Systems Biology, School of Biosciences and Medicine, Faculty of Health and Medical Sciences, University of Surrey, Guildford, UK.
NPJ Syst Biol Appl. 2021 Jan 22;7(1):4. doi: 10.1038/s41540-020-00165-3.
CD4 T cells provide adaptive immunity against pathogens and abnormal cells, and they are also associated with various immune-related diseases. CD4 T cells' metabolism is dysregulated in these pathologies and represents an opportunity for drug discovery and development. Genome-scale metabolic modeling offers an opportunity to accelerate drug discovery by providing high-quality information about possible target space in the context of a modeled disease. Here, we develop genome-scale models of naïve, Th1, Th2, and Th17 CD4 T-cell subtypes to map metabolic perturbations in rheumatoid arthritis, multiple sclerosis, and primary biliary cholangitis. We subjected these models to in silico simulations for drug response analysis of existing FDA-approved drugs and compounds. Integration of disease-specific differentially expressed genes with altered reactions in response to metabolic perturbations identified 68 drug targets for the three autoimmune diseases. In vitro experimental validation, together with literature-based evidence, showed that modulation of fifty percent of identified drug targets suppressed CD4 T cells, further increasing their potential impact as therapeutic interventions. Our approach can be generalized in the context of other diseases, and the metabolic models can be further used to dissect CD4 T-cell metabolism.

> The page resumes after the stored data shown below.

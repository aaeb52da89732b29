mod chat;
mod config;
mod errors;
mod extract;
mod ingest;
mod llm_client;
mod models;
mod routes;
mod state;
mod store;

use anyhow::Result;
use std::net::SocketAddr;
use std::sync::Arc;
use tokio::sync::Mutex;
use tower_http::{cors::CorsLayer, trace::TraceLayer};
use tracing::info;
use tracing_subscriber::{layer::SubscriberExt, util::SubscriberInitExt, EnvFilter};

use crate::chat::context::FullCorpusAssembler;
use crate::chat::session::ChatSession;
use crate::config::Config;
use crate::llm_client::LlmClient;
use crate::routes::build_router;
use crate::state::AppState;
use crate::store::DocumentStore;

#[tokio::main]
async fn main() -> Result<()> {
    // Load configuration first (fails on missing required env vars)
    let config = Config::from_env()?;

    // Initialize structured logging
    tracing_subscriber::registry()
        .with(EnvFilter::try_from_default_env().unwrap_or_else(|_| {
            EnvFilter::new(format!("{}={}", env!("CARGO_PKG_NAME"), &config.rust_log))
        }))
        .with(tracing_subscriber::fmt::layer())
        .init();

    info!("Starting CV Assistant API v{}", env!("CARGO_PKG_VERSION"));

    // Initialize the SQLite document store
    let store = DocumentStore::open(&config.database_path).await?;
    info!("Document store ready at {}", config.database_path);

    // Initialize LLM client
    let llm = LlmClient::new(config.gemini_api_key.clone());
    info!("LLM client initialized (model: {})", llm_client::MODEL);

    // Build app state
    let state = AppState {
        store: store.clone(),
        llm: Arc::new(llm),
        assembler: Arc::new(FullCorpusAssembler::new(store)),
        session: Arc::new(Mutex::new(ChatSession::new())),
    };

    // Build router
    let app = build_router(state)
        .layer(TraceLayer::new_for_http())
        .layer(CorsLayer::permissive()); // TODO: tighten CORS in production

    let addr: SocketAddr = format!("0.0.0.0:{}", config.port).parse()?;
    info!("Listening on {addr}");

    let listener = tokio::net::TcpListener::bind(addr).await?;
    axum::serve(listener, app).await?;

    Ok(())
}
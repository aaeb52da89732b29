// Ingestion prompt templates.

/// CV content included in the summary prompt is capped at this many
/// characters to bound prompt cost.
const SUMMARY_CONTENT_CHARS: usize = 2000;

const SUMMARY_INSTRUCTION: &str = "Analyze this CV and provide a brief summary \
    (2-3 sentences) highlighting key skills, experience, and qualifications:";

/// Builds the one-shot summary prompt from extracted CV content.
pub fn build_summary_prompt(content: &str) -> String {
    format!(
        "{SUMMARY_INSTRUCTION}\n\n{}",
        truncate_chars(content, SUMMARY_CONTENT_CHARS)
    )
}

/// First `limit` characters of `text`. Counts characters, not bytes; slicing
/// on a byte index could split a multibyte character.
fn truncate_chars(text: &str, limit: usize) -> &str {
    match text.char_indices().nth(limit) {
        Some((idx, _)) => &text[..idx],
        None => text,
    }
}

#[cfg(test)]
mod tests {
    use super::*;

    #[test]
    fn test_summary_prompt_embeds_content_after_instruction() {
        let prompt = build_summary_prompt("Jane Doe\nSkills: Go, Rust");
        assert_eq!(
            prompt,
            "Analyze this CV and provide a brief summary (2-3 sentences) \
             highlighting key skills, experience, and qualifications:\n\n\
             Jane Doe\nSkills: Go, Rust"
        );
    }

    #[test]
    fn test_summary_prompt_caps_content_at_2000_chars() {
        let content = "x".repeat(5000);
        let prompt = build_summary_prompt(&content);
        let embedded = prompt.split("\n\n").nth(1).unwrap();
        assert_eq!(embedded.chars().count(), 2000);
    }

    #[test]
    fn test_truncate_chars_counts_characters_not_bytes() {
        let content = "é".repeat(2500);
        assert_eq!(truncate_chars(&content, 2000).chars().count(), 2000);
    }

    #[test]
    fn test_truncate_chars_keeps_short_text_whole() {
        assert_eq!(truncate_chars("short", 2000), "short");
    }
}
use async_trait::async_trait;

use crate::errors::AppError;
use crate::models::document::Document;
use crate::store::DocumentStore;

/// Content characters shown per document in the context block.
const PREVIEW_CHARS: usize = 200;

const EMPTY_CORPUS: &str = "No CVs are currently uploaded in the database.";

// ────────────────────────────────────────────────────────────────────────────
// Trait definition
// ────────────────────────────────────────────────────────────────────────────

/// Context-assembly seam. The chat flow only sees this trait, so the
/// corpus-dump strategy below can later be replaced by bounded or ranked
/// retrieval without touching the session contract.
///
/// Carried in `AppState` as `Arc<dyn ContextAssembler>`.
#[async_trait]
pub trait ContextAssembler: Send + Sync {
    /// Produces the context block injected ahead of the user's message.
    async fn assemble(&self) -> Result<String, AppError>;
}

// ────────────────────────────────────────────────────────────────────────────
// FullCorpusAssembler: default implementation
// ────────────────────────────────────────────────────────────────────────────

/// Serializes the entire corpus, most recent upload first, with a bounded
/// preview of each document. Reads the store fresh on every call, so uploads
/// and deletes are visible to the next turn without any cache invalidation.
pub struct FullCorpusAssembler {
    store: DocumentStore,
}

impl FullCorpusAssembler {
    pub fn new(store: DocumentStore) -> Self {
        Self { store }
    }
}

#[async_trait]
impl ContextAssembler for FullCorpusAssembler {
    async fn assemble(&self) -> Result<String, AppError> {
        let documents = self.store.list_all().await?;
        Ok(render_corpus(&documents))
    }
}

// ────────────────────────────────────────────────────────────────────────────
// Rendering
// ────────────────────────────────────────────────────────────────────────────

/// Renders the corpus block, one entry per document in the given order.
fn render_corpus(documents: &[Document]) -> String {
    if documents.is_empty() {
        return EMPTY_CORPUS.to_string();
    }

    let mut block = String::from("Available CVs in database:\n\n");
    for doc in documents {
        block.push_str(&format!("CV ID: {}\n", doc.id));
        block.push_str(&format!("Filename: {}\n", doc.filename));
        block.push_str(&format!(
            "Candidate: {}\n",
            doc.candidate_name.as_deref().unwrap_or("Not specified")
        ));
        block.push_str(&format!(
            "Upload Date: {}\n",
            doc.uploaded_at.format("%Y-%m-%d %H:%M:%S")
        ));
        block.push_str(&format!(
            "Summary: {}\n",
            doc.summary.as_deref().unwrap_or("No summary")
        ));
        block.push_str(&format!("Content Preview: {}...\n", preview(&doc.content)));
        block.push_str(&"-".repeat(50));
        block.push_str("\n\n");
    }
    block
}

/// First `PREVIEW_CHARS` characters of the content (character count, not
/// bytes). The truncation marker is appended by the caller regardless of
/// whether anything was cut.
fn preview(content: &str) -> &str {
    match content.char_indices().nth(PREVIEW_CHARS) {
        Some((idx, _)) => &content[..idx],
        None => content,
    }
}
pub mod health;

use axum::{
    extract::DefaultBodyLimit,
    routing::{get, post},
    Router,
};

use crate::chat::handlers as chat_handlers;
use crate::ingest::handlers as ingest_handlers;
use crate::state::AppState;

const MAX_UPLOAD_BYTES: usize = 10 * 1024 * 1024;

pub fn build_router(state: AppState) -> Router {
    Router::new()
        .route("/health", get(health::health_handler))
        // Document API
        .route(
            "/api/v1/documents",
            post(ingest_handlers::handle_upload).get(ingest_handlers::handle_list),
        )
        .route(
            "/api/v1/documents/:id",
            get(ingest_handlers::handle_get).delete(ingest_handlers::handle_delete),
        )
        // Chat API
        .route("/api/v1/chat", post(chat_handlers::handle_chat))
        .route("/api/v1/chat/reset", post(chat_handlers::handle_reset))
        .route("/api/v1/chat/history", get(chat_handlers::handle_history))
        .route("/api/v1/chat/export", get(chat_handlers::handle_export))
        .layer(DefaultBodyLimit::max(MAX_UPLOAD_BYTES))
        .with_state(state)
}
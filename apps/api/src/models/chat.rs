use serde::{Deserialize, Serialize};

/// Who produced a conversation turn.
#[derive(Debug, Clone, Copy, PartialEq, Eq, Serialize, Deserialize)]
#[serde(rename_all = "lowercase")]
pub enum Role {
    User,
    Assistant,
}

/// One message in the conversation. Turns are append-only and live in memory
/// for the lifetime of the session; they are never persisted.
#[derive(Debug, Clone, PartialEq, Eq, Serialize, Deserialize)]
pub struct Turn {
    pub role: Role,
    pub content: String,
}

impl Turn {
    pub fn user(content: impl Into<String>) -> Self {
        Turn {
            role: Role::User,
            content: content.into(),
        }
    }

    pub fn assistant(content: impl Into<String>) -> Self {
        Turn {
            role: Role::Assistant,
            content: content.into(),
        }
    }
}

#[cfg(test)]
mod tests {
    use super::*;

    #[test]
    fn test_role_serializes_lowercase() {
        assert_eq!(serde_json::to_string(&Role::User).unwrap(), "\"user\"");
        assert_eq!(
            serde_json::to_string(&Role::Assistant).unwrap(),
            "\"assistant\""
        );
    }

    #[test]
    fn test_turn_constructors_set_role() {
        assert_eq!(Turn::user("hi").role, Role::User);
        assert_eq!(Turn::assistant("hello").role, Role::Assistant);
    }
}
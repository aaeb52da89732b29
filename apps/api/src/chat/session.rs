use crate::errors::AppError;
use crate::models::chat::{Role, Turn};

/// Session lifecycle. `AwaitingReply` covers the window between a submitted
/// message and the reply (or failure) that resolves it.
#[derive(Debug, Clone, Copy, PartialEq, Eq, Default)]
pub enum SessionState {
    #[default]
    Idle,
    AwaitingReply,
}

/// Token handed out by `begin`: the service-side history snapshot the caller
/// needs for the LLM call, plus the epoch that ties the eventual outcome back
/// to this turn. A `reset` in between makes the token stale.
#[derive(Debug)]
pub struct PendingTurn {
    epoch: u64,
    pub history: Vec<Turn>,
}

/// In-memory conversation state. Two histories are kept:
///
/// - the **transcript**: the raw messages the operator typed and the replies,
///   as shown by the history and export endpoints;
/// - the **service history**: the context-enriched prompts actually sent to
///   the model. Only successful turns land here, so a failed turn is never
///   replayed to the model.
///
/// Nothing is persisted; a process restart starts a fresh conversation.
#[derive(Debug, Default)]
pub struct ChatSession {
    turns: Vec<Turn>,
    service_history: Vec<Turn>,
    state: SessionState,
    epoch: u64,
}

impl ChatSession {
    pub fn new() -> Self {
        Self::default()
    }

    #[cfg(test)]
    pub fn state(&self) -> SessionState {
        self.state
    }

    /// The transcript, oldest turn first.
    pub fn turns(&self) -> &[Turn] {
        &self.turns
    }

    /// Records the user's message and moves to `AwaitingReply`. Rejected when
    /// a previous turn is still in flight.
    ///
    /// The user turn is recorded before the outcome is known and is kept even
    /// if the turn later fails.
    pub fn begin(&mut self, user_text: &str) -> Result<PendingTurn, AppError> {
        if self.state == SessionState::AwaitingReply {
            return Err(AppError::ChatBusy);
        }
        self.epoch += 1;
        self.turns.push(Turn::user(user_text));
        self.state = SessionState::AwaitingReply;
        Ok(PendingTurn {
            epoch: self.epoch,
            history: self.service_history.clone(),
        })
    }

    /// Resolves the turn begun by `pending` with a successful reply. The
    /// composed prompt and the reply extend the service history; the
    /// transcript gets the reply. A stale token is discarded without effect.
    pub fn complete(&mut self, pending: &PendingTurn, prompt: String, reply: String) {
        if !self.accepts(pending) {
            return;
        }
        self.service_history.push(Turn::user(prompt));
        self.service_history.push(Turn::assistant(reply.clone()));
        self.turns.push(Turn::assistant(reply));
        self.state = SessionState::Idle;
    }

    /// Resolves the turn begun by `pending` as failed: no assistant turn, the
    /// user message stays in the transcript, and the session accepts new
    /// submissions.
    pub fn fail(&mut self, pending: &PendingTurn) {
        if !self.accepts(pending) {
            return;
        }
        self.state = SessionState::Idle;
    }

    fn accepts(&self, pending: &PendingTurn) -> bool {
        self.state == SessionState::AwaitingReply && pending.epoch == self.epoch
    }

    /// Clears both histories and returns to `Idle`. Permitted in either
    /// state; a reply still in flight is discarded when it lands.
    pub fn reset(&mut self) {
        self.turns.clear();
        self.service_history.clear();
        self.state = SessionState::Idle;
        self.epoch += 1;
    }

    /// Renders the transcript as a plain-text log, one labeled paragraph per
    /// turn.
    pub fn export(&self) -> String {
        let mut log = String::new();
        for turn in &self.turns {
            let label = match turn.role {
                Role::User => "You",
                Role::Assistant => "Gemini",
            };
            log.push_str(&format!("{label}: {}\n\n", turn.content));
        }
        log
    }
}
// Chat prompt composition.

/// Builds the outbound prompt for one turn: the corpus context block followed
/// by the operator's message.
pub fn compose_turn_prompt(context: &str, user_text: &str) -> String {
    format!("CV Database Context:\n{context}\n\nUser Query: {user_text}")
}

CD4 T 细胞提供针对病原体和异常细胞的适应性免疫,并且它们还与各种免疫相关疾病相关。在这些病理条件下,CD4 T 细胞的代谢被失调,这代表了药物发现和开发的机会。基因组规模的代谢建模通过在建模疾病的背景下提供有关可能的目标空间的高质量信息,为加速药物发现提供了机会。在这里,我们开发了幼稚型、Th1、Th2 和 Th17 CD4 T 细胞亚型的基因组规模模型,以绘制类风湿关节炎、多发性硬化症和原发性胆汁性胆管炎中的代谢扰动图谱。我们对这些模型进行了计算机模拟,以分析现有的 FDA 批准药物和化合物的药物反应。将疾病特异性差异表达基因与代谢扰动反应中的改变反应进行整合,确定了三种自身免疫性疾病的 68 个药物靶点。体外实验验证以及基于文献的证据表明,调节 50%的鉴定药物靶点可抑制 CD4 T 细胞,进一步增加了它们作为治疗干预的潜在影响。我们的方法可以在其他疾病的背景下进行推广,并且可以进一步使用代谢模型来剖析 CD4 T 细胞的代谢。